The herring has been described as ‘the potato of the middle ages’. It was the staple diet of both rich and poor. Yarmouth had to provide herring pies for Royalty. When the English army were besieging Orleans in 1429 500 cartloads of salted herring were despatched but the French got wind of this (maybe literally!) which led to the ‘Battle of the Herrings’. The English army at the battle of Agincourt was fed on salt herring. In more recent times you could equally argue that the British Empire relied on salt herring. There were exports to the West Indies of Yarmouth herring to feed slaves and keep them working and healthy: all part of the herring story.

Did herring enable us to win the First World War? Well they certainly played a part. Steam drifters from Yarmouth were requisitioned as mine-sweepers but more vital than that as in wars through the centuries it was fishermen who enlisted in the navy (49% of UK fishermen enlisted in the First World War). With their knowledge of the sea they played a crucial part, many dying to keep trade routes open and Britain a free country.

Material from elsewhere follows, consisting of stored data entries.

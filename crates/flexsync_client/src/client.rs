//! The sync client: owner of the event loop and the transport.

use crate::config::ClientConfig;
use crate::endpoint::{decompose_server_url, DecomposedUrl};
use crate::error::{LogicError, SyncResult};
use crate::event_loop::{Command, EventLoop};
use crate::transport::SyncTransport;
use parking_lot::{Condvar, Mutex};
use std::fmt;
use std::sync::atomic::{AtomicU64, Ordering};
use std::sync::Arc;
use tokio::sync::mpsc::{self, UnboundedReceiver, UnboundedSender};
use tracing::debug;

#[derive(Debug, Default)]
struct Lifecycle {
    running: bool,
    stopped: bool,
    terminations_initiated: u64,
    terminations_completed: u64,
}

pub(crate) struct ClientShared {
    pub(crate) config: ClientConfig,
    pub(crate) transport: Arc<dyn SyncTransport>,
    tx: UnboundedSender<Command>,
    rx: Mutex<Option<UnboundedReceiver<Command>>>,
    last_session_ident: AtomicU64,
    lifecycle: Mutex<Lifecycle>,
    lifecycle_changed: Condvar,
}

impl ClientShared {
    /// Queues a command. If the event loop has stopped the command is
    /// abandoned on the calling thread.
    pub(crate) fn post(&self, command: Command) {
        if let Err(mpsc::error::SendError(command)) = self.tx.send(command) {
            command.abandon(self);
        }
    }

    pub(crate) fn sender(&self) -> UnboundedSender<Command> {
        self.tx.clone()
    }

    pub(crate) fn next_session_ident(&self) -> u64 {
        self.last_session_ident.fetch_add(1, Ordering::Relaxed) + 1
    }

    pub(crate) fn termination_initiated(&self) {
        self.lifecycle.lock().terminations_initiated += 1;
    }

    pub(crate) fn termination_completed(&self) {
        self.lifecycle.lock().terminations_completed += 1;
        self.lifecycle_changed.notify_all();
    }
}

/// A sync client.
///
/// The client multiplexes the sessions bound to it over shared connections,
/// one per server endpoint unless configured otherwise. Nothing happens until
/// some thread calls [`run`](Self::run), which executes the event loop until
/// [`shutdown`](Self::shutdown).
///
/// Cloning is cheap; clones share the same event loop.
///
/// # Example
///
/// ```ignore
/// use flexsync_client::{Client, ClientConfig, MockTransport, Session, SessionConfig};
/// use flexsync_storage::Database;
/// use std::sync::Arc;
///
/// let client = Client::new(ClientConfig::new(), Arc::new(MockTransport::new()));
/// let runner = client.clone();
/// let thread = std::thread::spawn(move || runner.run());
///
/// let mut session = Session::new(&client, Database::open_in_memory(), SessionConfig::new("localhost", "/data"));
/// session.bind()?;
/// session.wait_for_download_complete_or_client_stopped()?;
///
/// drop(session);
/// client.shutdown_and_wait();
/// thread.join().unwrap()?;
/// ```
#[derive(Clone)]
pub struct Client {
    shared: Arc<ClientShared>,
}

impl Client {
    /// Creates a client that connects through `transport`.
    pub fn new(config: ClientConfig, transport: Arc<dyn SyncTransport>) -> Self {
        let (tx, rx) = mpsc::unbounded_channel();
        Self {
            shared: Arc::new(ClientShared {
                config,
                transport,
                tx,
                rx: Mutex::new(Some(rx)),
                last_session_ident: AtomicU64::new(0),
                lifecycle: Mutex::new(Lifecycle::default()),
                lifecycle_changed: Condvar::new(),
            }),
        }
    }

    pub(crate) fn shared(&self) -> &Arc<ClientShared> {
        &self.shared
    }

    /// The configuration.
    pub fn config(&self) -> &ClientConfig {
        &self.shared.config
    }

    /// Runs the event loop on the calling thread until shutdown.
    ///
    /// Can be called once per client; later calls fail with
    /// [`LogicError::ClientAlreadyRunning`].
    pub fn run(&self) -> SyncResult<()> {
        let runtime = tokio::runtime::Builder::new_current_thread()
            .enable_all()
            .thread_name("flexsync-client")
            .build()?;
        let rx = {
            let mut lifecycle = self.shared.lifecycle.lock();
            let rx = self
                .shared
                .rx
                .lock()
                .take()
                .ok_or(LogicError::ClientAlreadyRunning)?;
            lifecycle.running = true;
            rx
        };

        runtime.block_on(EventLoop::new(Arc::clone(&self.shared), rx).run());
        drop(runtime);

        let mut lifecycle = self.shared.lifecycle.lock();
        lifecycle.running = false;
        lifecycle.stopped = true;
        drop(lifecycle);
        self.shared.lifecycle_changed.notify_all();
        debug!("sync client run returned");
        Ok(())
    }

    /// Returns true while [`run`](Self::run) executes.
    pub fn is_running(&self) -> bool {
        self.shared.lifecycle.lock().running
    }

    /// Asks the event loop to stop. Commands queued earlier are handled
    /// first; sessions still bound then have their waits aborted.
    pub fn shutdown(&self) {
        self.shared.post(Command::Shutdown);
    }

    /// Like [`shutdown`](Self::shutdown), then blocks until `run` returned.
    /// Returns at once if `run` is not executing.
    pub fn shutdown_and_wait(&self) {
        self.shutdown();
        let mut lifecycle = self.shared.lifecycle.lock();
        while lifecycle.running {
            self.shared.lifecycle_changed.wait(&mut lifecycle);
        }
    }

    /// Skips the reconnect delay of every server endpoint and resumes
    /// sessions waiting to retry after an error.
    pub fn cancel_reconnect_delay(&self) {
        self.shared
            .post(Command::CancelReconnectDelay { session: None });
    }

    /// Blocks until every session detached before this call has been torn
    /// down on the event loop. Returns false if the client stopped first.
    pub fn wait_for_session_terminations_or_client_stopped(&self) -> bool {
        let mut lifecycle = self.shared.lifecycle.lock();
        let target = lifecycle.terminations_initiated;
        while lifecycle.terminations_completed < target && !lifecycle.stopped {
            self.shared.lifecycle_changed.wait(&mut lifecycle);
        }
        lifecycle.terminations_completed >= target
    }

    /// Splits a server URL into endpoint and path. See
    /// [`decompose_server_url`](crate::decompose_server_url).
    pub fn decompose_server_url(url: &str) -> Option<DecomposedUrl> {
        decompose_server_url(url)
    }
}

impl fmt::Debug for Client {
    fn fmt(&self, f: &mut fmt::Formatter<'_>) -> fmt::Result {
        f.debug_struct("Client")
            .field("config", &self.shared.config)
            .field("running", &self.is_running())
            .finish()
    }
}

#[cfg(test)]
mod tests {
    use super::*;
    use crate::transport::MockTransport;
    use std::thread;

    fn client() -> Client {
        Client::new(ClientConfig::new(), Arc::new(MockTransport::new()))
    }

    #[test]
    fn run_twice_fails() {
        let client = client();
        let runner = client.clone();
        let handle = thread::spawn(move || runner.run());
        client.shutdown();
        handle.join().unwrap().unwrap();

        let err = client.run().unwrap_err();
        assert_eq!(err.as_logic_error(), Some(&LogicError::ClientAlreadyRunning));
    }

    #[test]
    fn shutdown_and_wait_without_run() {
        let client = client();
        client.shutdown_and_wait();
        assert!(!client.is_running());
        assert!(client.wait_for_session_terminations_or_client_stopped());
    }

    #[test]
    fn shutdown_and_wait_blocks_until_stopped() {
        let client = client();
        let runner = client.clone();
        let handle = thread::spawn(move || runner.run());
        while !client.is_running() {
            thread::yield_now();
        }
        client.shutdown_and_wait();
        assert!(!client.is_running());
        handle.join().unwrap().unwrap();
    }

    #[test]
    fn decomposes_urls() {
        let url = Client::decompose_server_url("realms://sync.example.com/app").unwrap();
        assert_eq!(url.endpoint.port, 7801);
        assert_eq!(url.path, "/app");
    }
}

Through the centuries many fishermen have died in pursuit of the herring but equally many weddings, love-matches and births have also been the herring’s legacy. The annual migration of fisher-lassies from Scotland following the herring south to Yarmouth for the autumn fishing season took place for nearly a century. In 1913 6,000 women gutted 854 million herring in 14 weeks in Yarmouth. They worked long hours gutting 30 herrings a minute with their hands wrapped in cloth to protect them for salt getting in the cuts they sustained. A good fishing year swelled the marriage register and not all these girls returned to Scotland. The end of the fishing season in November was a peak time for marriages in Yarmouth.

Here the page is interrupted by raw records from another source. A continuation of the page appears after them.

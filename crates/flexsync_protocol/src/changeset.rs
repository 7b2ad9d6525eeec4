//! Changesets: ordered instruction sequences with their string tables.

use crate::codec::{from_cbor, to_cbor};
use crate::error::{ProtocolError, ProtocolResult};
use crate::instruction::{Instruction, InstructionSlot};
use crate::payload::PrimaryKey;
use crate::types::{InternString, StringBufferRange};
use serde::{Deserialize, Serialize};

/// The effect of one transaction, as an ordered sequence of instructions.
///
/// Identifiers used by instructions (tables, fields, string primary keys) are
/// interned in the changeset's intern table. String and binary payloads are
/// byte ranges into the changeset's string buffer, so an instruction never
/// owns heap memory for its strings.
#[derive(Debug, Clone, Default, PartialEq, Serialize, Deserialize)]
pub struct Changeset {
    /// Version produced by this changeset in its origin history.
    pub version: u64,
    /// Last remote version integrated by the origin before this changeset.
    pub last_integrated_remote_version: u64,
    /// Origin timestamp, milliseconds since the Unix epoch.
    pub origin_timestamp: u64,
    /// File ident of the originating client (0 = local).
    pub origin_file_ident: u64,
    instructions: Vec<InstructionSlot>,
    interned: Vec<StringBufferRange>,
    string_buffer: Vec<u8>,
}

impl Changeset {
    /// Creates an empty changeset.
    pub fn new() -> Self {
        Self::default()
    }

    /// Interns a string, reusing an existing entry when present.
    pub fn intern_string(&mut self, s: &str) -> InternString {
        if let Some(existing) = self.find_string(s) {
            return existing;
        }
        let range = self.add_string_range(s);
        self.interned.push(range);
        InternString((self.interned.len() - 1) as u32)
    }

    /// Looks up an already interned string.
    pub fn find_string(&self, s: &str) -> Option<InternString> {
        self.interned
            .iter()
            .position(|range| self.range_bytes(*range) == Some(s.as_bytes()))
            .map(|i| InternString(i as u32))
    }

    /// Resolves an interned string.
    pub fn get_string(&self, s: InternString) -> ProtocolResult<&str> {
        let range = self
            .interned
            .get(s.0 as usize)
            .copied()
            .ok_or(ProtocolError::UnknownInternString(s.0))?;
        self.get_string_range(range)
    }

    /// Appends a string to the buffer and returns its range.
    pub fn add_string_range(&mut self, s: &str) -> StringBufferRange {
        self.add_binary_range(s.as_bytes())
    }

    /// Appends bytes to the buffer and returns their range.
    pub fn add_binary_range(&mut self, bytes: &[u8]) -> StringBufferRange {
        let offset = self.string_buffer.len() as u32;
        self.string_buffer.extend_from_slice(bytes);
        StringBufferRange {
            offset,
            size: bytes.len() as u32,
        }
    }

    /// Resolves a string range.
    pub fn get_string_range(&self, range: StringBufferRange) -> ProtocolResult<&str> {
        std::str::from_utf8(self.get_binary_range(range)?).map_err(|_| ProtocolError::InvalidUtf8)
    }

    /// Resolves a binary range.
    pub fn get_binary_range(&self, range: StringBufferRange) -> ProtocolResult<&[u8]> {
        self.range_bytes(range).ok_or(ProtocolError::BadStringRange {
            offset: range.offset,
            size: range.size,
            buffer_len: self.string_buffer.len(),
        })
    }

    fn range_bytes(&self, range: StringBufferRange) -> Option<&[u8]> {
        let start = range.offset as usize;
        let end = start.checked_add(range.size as usize)?;
        self.string_buffer.get(start..end)
    }

    /// Builds a string primary key, interning the string.
    pub fn string_key(&mut self, s: &str) -> PrimaryKey {
        PrimaryKey::String(self.intern_string(s))
    }

    /// Appends an instruction.
    pub fn push(&mut self, instr: impl Into<Instruction>) {
        self.instructions.push(InstructionSlot::Single(instr.into()));
    }

    /// Number of slots (an edited slot may hold zero or several instructions).
    pub fn len(&self) -> usize {
        self.instructions.len()
    }

    /// Returns true if the changeset holds no instructions at all.
    pub fn is_empty(&self) -> bool {
        self.instructions.iter().all(InstructionSlot::is_empty)
    }

    /// Total number of instructions across all slots.
    pub fn instruction_count(&self) -> usize {
        self.instructions.iter().map(InstructionSlot::size).sum()
    }

    /// Slots of the changeset.
    pub fn slots(&self) -> &[InstructionSlot] {
        &self.instructions
    }

    /// Mutable access to a slot, for in-place editing.
    pub fn slot_mut(&mut self, index: usize) -> Option<&mut InstructionSlot> {
        self.instructions.get_mut(index)
    }

    /// Iterates every instruction in order, flattening vector slots.
    pub fn iter(&self) -> impl Iterator<Item = &Instruction> + '_ {
        self.instructions.iter().flat_map(InstructionSlot::iter)
    }

    /// Size of the string buffer in bytes.
    pub fn string_buffer_len(&self) -> usize {
        self.string_buffer.len()
    }

    /// Encodes the changeset to CBOR.
    pub fn encode(&self) -> ProtocolResult<Vec<u8>> {
        to_cbor(self)
    }

    /// Decodes a changeset from CBOR.
    pub fn decode(bytes: &[u8]) -> ProtocolResult<Self> {
        from_cbor(bytes)
    }

    /// Size of the encoded changeset in bytes.
    pub fn encoded_size(&self) -> ProtocolResult<usize> {
        Ok(self.encode()?.len())
    }
}

#[cfg(test)]
mod tests {
    use super::*;
    use crate::instruction::{CreateObject, EraseObject, Update};
    use crate::path::Path;
    use crate::payload::Payload;

    #[test]
    fn intern_reuses_entries() {
        let mut changeset = Changeset::new();
        let a = changeset.intern_string("Person");
        let b = changeset.intern_string("age");
        let c = changeset.intern_string("Person");

        assert_eq!(a, c);
        assert_ne!(a, b);
        assert_eq!(changeset.get_string(a).unwrap(), "Person");
        assert_eq!(changeset.get_string(b).unwrap(), "age");
        assert!(changeset.get_string(InternString(99)).is_err());
    }

    #[test]
    fn string_ranges() {
        let mut changeset = Changeset::new();
        let hello = changeset.add_string_range("hello");
        let blob = changeset.add_binary_range(&[0xFF, 0x00]);

        assert_eq!(changeset.get_string_range(hello).unwrap(), "hello");
        assert_eq!(changeset.get_binary_range(blob).unwrap(), &[0xFF, 0x00]);
        assert_eq!(
            changeset.get_string_range(blob),
            Err(ProtocolError::InvalidUtf8)
        );

        let bad = StringBufferRange {
            offset: 5,
            size: 100,
        };
        assert!(matches!(
            changeset.get_binary_range(bad),
            Err(ProtocolError::BadStringRange { .. })
        ));
    }

    #[test]
    fn iteration_flattens_edited_slots() {
        let mut changeset = Changeset::new();
        let table = changeset.intern_string("Dog");
        let name = changeset.intern_string("name");
        let value = changeset.add_string_range("Rex");

        changeset.push(CreateObject {
            table,
            object: PrimaryKey::Int(1),
        });
        changeset.push(Update {
            table,
            object: PrimaryKey::Int(1),
            field: name,
            path: Path::new(),
            value: Payload::String(value),
            is_default: false,
            prior_size: 0,
        });

        changeset.slot_mut(0).unwrap().insert(
            1,
            Instruction::EraseObject(EraseObject {
                table,
                object: PrimaryKey::Int(2),
            }),
        );

        assert_eq!(changeset.len(), 2);
        assert_eq!(changeset.instruction_count(), 3);
        let kinds: Vec<_> = changeset.iter().map(Instruction::instruction_type).collect();
        assert_eq!(kinds.len(), 3);
        assert!(changeset.iter().nth(1).unwrap().is::<EraseObject>());

        changeset.slot_mut(0).unwrap().erase(0);
        changeset.slot_mut(0).unwrap().erase(0);
        changeset.slot_mut(1).unwrap().erase(0);
        assert!(changeset.is_empty());
    }

    #[test]
    fn encode_decode_preserves_everything() {
        let mut changeset = Changeset::new();
        changeset.version = 7;
        changeset.origin_file_ident = 3;
        let table = changeset.intern_string("Cat");
        let object = changeset.string_key("tom");
        changeset.push(CreateObject { table, object });

        let bytes = changeset.encode().unwrap();
        assert_eq!(changeset.encoded_size().unwrap(), bytes.len());
        assert_eq!(Changeset::decode(&bytes).unwrap(), changeset);
    }
}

The story of Norfolk’s herring industry is one which we all still have lessons to learn from. For many centuries the practice of small wooden sailing boats setting nets at sunset to catch the herring as they rose from the depths to feed near the surface at night, though dangerous and a hard life, was also sustainable. Steam drifters from the early 1900s worked in much the same way heading out to work the seas up to 40 miles off Yarmouth – the most abundant seas were north-west of Cromer at Smith’s Knoll. However better technology and bigger ships meant that a great industry died through greed and the silver darlings no longer swam is single shoals more than two miles long. A change to trawling and purse-seining meant the herring could be hoovered out the sea at any depth and a combination of more engine power, bigger boats and electronic equipment to find the fish meant there were no refuge areas for herring in the North Sea. In the 1960s the Norwegians alone had 259 purse-seiners each capable of taking 1,000 tons in a night operating in the North Sea. By the early 1970s it is estimated that 75% of the entire North Sea stock could be taken in a single year and a combination of the British, Danes, Dutch, and Norwegians emptied the North Sea of herring. In 1977 the EU closed the North Sea herring fishery which led to a partial recovery but on nothing like the scale once sustained. Issues including illegal fishing, by catch, and a lack of will by politicians remain an issue though the welcome news just this month (Feb 2013) that the EU may ban discards and regulate North Sea fisheries on a more sustainable basis is decades overdue.

If you have followed this story I hope you will agree that the herring, Yarmouth’s silver darling, deserves its place in the hundred species that have changed Norfolk’s history. It’s a story of greed and the end of a Norfolk industry that once employed thousands. A story that we still need to learn from if we are to create sustainable seas and much needed Marine Conservation Zones. Let’s remember the silver darling, campaign for sustainable seas and hope one day the great shoals of herring will return to the North Sea.

P.S. And finally a red herring! The red herring was smoked whole and smoked long. So long that a single red herring could be used to lay down a false trail that would mislead a whole pack of hounds. They would literally be following a red herring.